Now with In-Order retiring of results and cache coherence mechanism in place, why would you ever need memory fences in x86?
This tutorial explains the issues: http://www.hpl.hp.com/techreports/Compaq-DEC/WRL-95-7.pdf
FWIW, where memory ordering issues happen on modern x86 processors, the reason is that while the x86 memory consistency model offers quite strong consistency, explicit barriers are needed to handle read-after-write consistency. This is due to something called the "store buffer".
That is, x86 is sequentially consistent (nice and easy to reason about) except that loads may be reordered wrt earlier stores. That is, if the processor executes the sequence
store x
load y
then on the processor bus this may be seen as
load y
store x
The reason for this behavior is the afore-mentioned store buffer, which is a small buffer for writes before they go out on the system bus. Load latency is, OTOH, a critical issue for performance, and hence loads are permitted to "jump the queue".
See Section 8.2 in http://download.intel.com/design/processor/manuals/253668.pdf
The memory fence ensures that all changes to variables before the fence are visible to all other cores, so that all cores have an up to date view of the data.
If you don't put a memory fence, the cores might be working with wrong data, this can be seen especially in scenario's, where multiple cores would be working on the same datasets. In this case you can ensure that when CPU 0 has done some action, that all changes done to the dataset are now visible to all other cores, whom can then work with up to date information.
Some architectures, including the ubiquitous x86/x64, provide several
memory barrier instructions including an instruction sometimes called
"full fence". A full fence ensures that all load and store operations
prior to the fence will have been committed prior to any loads and
stores issued following the fence.
If a core were to start working with outdated data on the dataset, how could it ever get the correct results? It couldn't no matter if the end result were to be presented as-if all was done in the right order.
The key is in the store buffer, which sits between the cache and the CPU, and does this:
Store buffer invisible to remote CPUs
Store buffer allows writes to memory and/or caches to be saved to
optimize interconnect accesses
That means that things will be written to this buffer, and then at some point will the buffer be written to the cache.
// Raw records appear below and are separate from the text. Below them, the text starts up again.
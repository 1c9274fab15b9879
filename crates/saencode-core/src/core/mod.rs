//! # Core Module
//!
//! Stateless building blocks of structural alphabet analysis: the value types
//! that flow through the pipeline, the reference alphabet, and the pure
//! numerical kernels that the [`crate::engine`] tasks fan out over.
//!
//! - **Data Models** ([`models`]) - fragments, letters, trajectories and encodings
//! - **Reference Alphabet** ([`alphabet`]) - the immutable letter to fragment library
//! - **Superposition** ([`alignment`]) - Kabsch RMSD between fragments
//! - **Information Theory** ([`information`]) - entropy and normalised mutual information
//! - **Linear Algebra** ([`linalg`]) - symmetric matrix square roots
//! - **File I/O** ([`io`]) - PDB alphabet loading and CSV export

pub mod alignment;
pub mod alphabet;
pub mod information;
pub mod io;
pub mod linalg;
pub mod models;
pub(crate) mod utils;
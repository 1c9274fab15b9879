use crate::core::models::fragment::{FRAGMENT_LENGTH, Fragment, FragmentLengthError};
use crate::core::models::letter::{Letter, LetterError};
use serde::Deserialize;
use std::collections::{BTreeMap, HashMap};
use std::path::Path;
use thiserror::Error;

/// Raw shape of one library entry as written in a TOML alphabet file.
#[derive(Debug, Deserialize, Clone, PartialEq)]
#[serde(deny_unknown_fields)]
struct ReferenceData {
    points: Vec<[f64; 3]>,
}

/// Type alias for the raw table loaded from a TOML alphabet file.
///
/// Maps letter keys (e.g. `"A"`) to their reference coordinates before the
/// keys are validated as [`Letter`]s and the coordinates as [`Fragment`]s.
type RawLibraryFile = HashMap<String, ReferenceData>;

/// The reference geometries of a structural alphabet.
///
/// Each letter maps to exactly one canonical four-point fragment. The library
/// is immutable once constructed and is shared read-only by every encoding
/// call, so it can be used from any number of worker threads without locking.
///
/// Entries are enumerated in ascending letter order. Classification relies on
/// this order to break ties deterministically.
///
/// The library carries no unit of its own: RMSD is scale dependent, so its
/// coordinates must be in the same length unit as the [`Trajectory`] being
/// encoded (nanometres for trajectories read through MD toolkits, see
/// [`LengthUnit`]).
///
/// [`Trajectory`]: crate::core::models::trajectory::Trajectory
/// [`LengthUnit`]: crate::core::io::pdb::LengthUnit
#[derive(Debug, Clone, PartialEq)]
pub struct ReferenceLibrary {
    /// Reference fragments keyed by letter; never empty.
    references: BTreeMap<Letter, Fragment>,
}

/// Represents errors that can occur while building or loading a reference library.
#[derive(Debug, Error)]
pub enum LibraryLoadError {
    /// The library file could not be read from disk.
    #[error("File I/O error for '{path}': {source}")]
    Io {
        path: String,
        source: std::io::Error,
    },
    /// The library file is not valid TOML or does not match the expected layout.
    #[error("TOML parsing error for '{path}': {source}")]
    Toml {
        path: String,
        source: toml::de::Error,
    },
    /// A key of the library could not be interpreted as a letter.
    #[error("Invalid letter '{name}' in reference library: {source}")]
    InvalidLetter { name: String, source: LetterError },
    /// A reference fragment does not have the window width of points.
    #[error("Reference fragment for letter '{letter}' is invalid: {source}")]
    InvalidFragment {
        letter: Letter,
        source: FragmentLengthError,
    },
    /// The same letter was supplied more than once.
    #[error("Duplicate reference fragment for letter '{0}'")]
    DuplicateLetter(Letter),
    /// The library has no entries at all.
    #[error("Reference library contains no entries")]
    Empty,
}

impl ReferenceLibrary {
    /// Builds a library from already-loaded reference fragments.
    ///
    /// # Errors
    ///
    /// Returns `LibraryLoadError::Empty` if no entries are supplied and
    /// `LibraryLoadError::DuplicateLetter` if a letter appears twice.
    pub fn new(
        entries: impl IntoIterator<Item = (Letter, Fragment)>,
    ) -> Result<Self, LibraryLoadError> {
        let mut references = BTreeMap::new();
        for (letter, fragment) in entries {
            if references.insert(letter, fragment).is_some() {
                return Err(LibraryLoadError::DuplicateLetter(letter));
            }
        }
        if references.is_empty() {
            return Err(LibraryLoadError::Empty);
        }
        Ok(Self { references })
    }

    /// Loads a library from a TOML file.
    ///
    /// The file holds one table per letter with a `points` array of
    /// `[x, y, z]` triples:
    ///
    /// ```toml
    /// [A]
    /// points = [[0.0, 0.0, 0.0], [3.8, 0.0, 0.0], [5.0, 3.6, 0.0], [8.1, 4.2, 2.0]]
    /// ```
    ///
    /// # Errors
    ///
    /// Returns `LibraryLoadError::Io` if the file cannot be read, and any error
    /// of [`ReferenceLibrary::from_toml_str`] for malformed content.
    pub fn load_toml(path: &Path) -> Result<Self, LibraryLoadError> {
        let content = std::fs::read_to_string(path).map_err(|e| LibraryLoadError::Io {
            path: path.to_string_lossy().to_string(),
            source: e,
        })?;
        Self::parse_toml(&content, &path.to_string_lossy())
    }

    /// Parses a library from TOML text, see [`ReferenceLibrary::load_toml`].
    pub fn from_toml_str(content: &str) -> Result<Self, LibraryLoadError> {
        Self::parse_toml(content, "<string>")
    }

    fn parse_toml(content: &str, path_for_error: &str) -> Result<Self, LibraryLoadError> {
        let raw: RawLibraryFile = toml::from_str(content).map_err(|e| LibraryLoadError::Toml {
            path: path_for_error.to_string(),
            source: e,
        })?;

        let mut entries = Vec::with_capacity(raw.len());
        for (name, data) in raw {
            let letter = name
                .parse::<Letter>()
                .map_err(|source| LibraryLoadError::InvalidLetter {
                    name: name.clone(),
                    source,
                })?;
            let fragment = fragment_from_coords(letter, &data.points)?;
            entries.push((letter, fragment));
        }
        Self::new(entries)
    }

    #[inline]
    pub fn len(&self) -> usize {
        self.references.len()
    }

    #[inline]
    pub fn is_empty(&self) -> bool {
        self.references.is_empty()
    }

    /// Number of points in every reference fragment.
    #[inline]
    pub fn fragment_length(&self) -> usize {
        FRAGMENT_LENGTH
    }

    pub fn get(&self, letter: Letter) -> Option<&Fragment> {
        self.references.get(&letter)
    }

    /// Iterates over `(letter, fragment)` pairs in ascending letter order.
    pub fn iter(&self) -> impl ExactSizeIterator<Item = (Letter, &Fragment)> {
        self.references.iter().map(|(letter, fragment)| (*letter, fragment))
    }

    pub fn letters(&self) -> impl ExactSizeIterator<Item = Letter> + '_ {
        self.references.keys().copied()
    }
}

/// Validates raw coordinates of one letter as a reference fragment.
pub(crate) fn fragment_from_coords(
    letter: Letter,
    coords: &[[f64; 3]],
) -> Result<Fragment, LibraryLoadError> {
    let points: Vec<_> = coords
        .iter()
        .map(|&[x, y, z]| nalgebra::Point3::new(x, y, z))
        .collect();
    Fragment::try_from(points.as_slice())
        .map_err(|source| LibraryLoadError::InvalidFragment { letter, source })
}
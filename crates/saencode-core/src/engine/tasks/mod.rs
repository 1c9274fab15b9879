pub mod classify;
pub mod dependency;
pub mod encoding;
pub mod overlap;
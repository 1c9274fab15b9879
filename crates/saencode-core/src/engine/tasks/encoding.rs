use super::classify::classify;
use crate::core::alphabet::library::ReferenceLibrary;
use crate::core::models::encoding::Encoding;
use crate::core::models::fragment::FRAGMENT_LENGTH;
use crate::core::models::letter::Letter;
use crate::core::models::trajectory::Trajectory;
use crate::engine::error::EngineError;
use crate::engine::progress::{Progress, ProgressReporter};
use nalgebra::{DMatrix, Point3};
use tracing::{info, instrument};

#[cfg(feature = "parallel")]
use rayon::prelude::*;

const PHASE: &str = "encoding";

/// Encodes every frame of a trajectory into structural alphabet letters.
///
/// Equivalent to [`run`] without progress reporting or cancellation.
pub fn encode(trajectory: &Trajectory, library: &ReferenceLibrary) -> Result<Encoding, EngineError> {
    run(trajectory, library, &ProgressReporter::new())
}

#[instrument(skip_all, name = "encoding_task")]
pub fn run(
    trajectory: &Trajectory,
    library: &ReferenceLibrary,
    reporter: &ProgressReporter,
) -> Result<Encoding, EngineError> {
    let num_frames = trajectory.num_frames();
    let atoms = trajectory.atoms_per_frame();
    if num_frames > 0 && atoms < FRAGMENT_LENGTH {
        return Err(EngineError::InsufficientLength {
            frame: 0,
            atoms,
            window: FRAGMENT_LENGTH,
        });
    }
    let num_positions = atoms.saturating_sub(FRAGMENT_LENGTH - 1);

    info!(
        frames = num_frames,
        positions = num_positions,
        letters = library.len(),
        "Encoding trajectory."
    );
    reporter.report(Progress::TaskStart {
        total_steps: num_frames as u64,
    });

    let frames: Vec<&[Point3<f64>]> = trajectory.frames().collect();

    #[cfg(not(feature = "parallel"))]
    let iterator = frames.iter();

    #[cfg(feature = "parallel")]
    let iterator = frames.par_iter();

    let rows: Vec<Vec<Letter>> = iterator
        .map(|frame| {
            reporter.checkpoint(PHASE)?;
            let row = encode_frame(frame, library)?;
            reporter.report(Progress::TaskIncrement);
            Ok(row)
        })
        .collect::<Result<_, EngineError>>()?;

    reporter.report(Progress::TaskFinish);

    let letters = DMatrix::from_row_iterator(num_frames, num_positions, rows.into_iter().flatten());
    info!("Trajectory encoding complete.");
    Ok(Encoding::from(letters))
}

/// Classifies every width-4, stride-1 window of one frame.
fn encode_frame(frame: &[Point3<f64>], library: &ReferenceLibrary) -> Result<Vec<Letter>, EngineError> {
    frame
        .windows(FRAGMENT_LENGTH)
        .map(|window| classify(window, library))
        .collect()
}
So the cache could contain a view of data that is not the most recent, and therefore another CPU, through cache coherency, will also not have the latest data. A store buffer flush is necessary for the latest data to be visible, this, I think is essentially what the memory fence will cause to happen at hardware level.
EDIT:
For the code you used as an example, Wikipedia says this:
A memory barrier can be inserted before processor #2's assignment to f
to ensure that the new value of x is visible to other processors at or
prior to the change in the value of f.
Just to make explicit what is implicit in the previous answers, this is correct, but is distinct from memory accesses:
CPUs can execute out of order, However they always retire the results in-order
Retirement of the instruction is separate from performing the memory access, the memory access may complete at a different time to instruction retirement.
Each core will act as if it's own memory accesses occur at retirement, but other cores may see those accesses at different times.
(On x86 and ARM, I think only stores are observably subject to this, but e.g., Alpha may load an old value from memory. x86 SSE2 has instructions with weaker guarentees than normal x86 behaviour).
PS. From memory the abandoned Sparc ROCK could in fact retire out-of-order, it spent power and transistors determining when this was harmless. It got abandoned because of power consumption and transistor count... I don't believe any general purpose CPU has been bought to market with out-of-order retirement.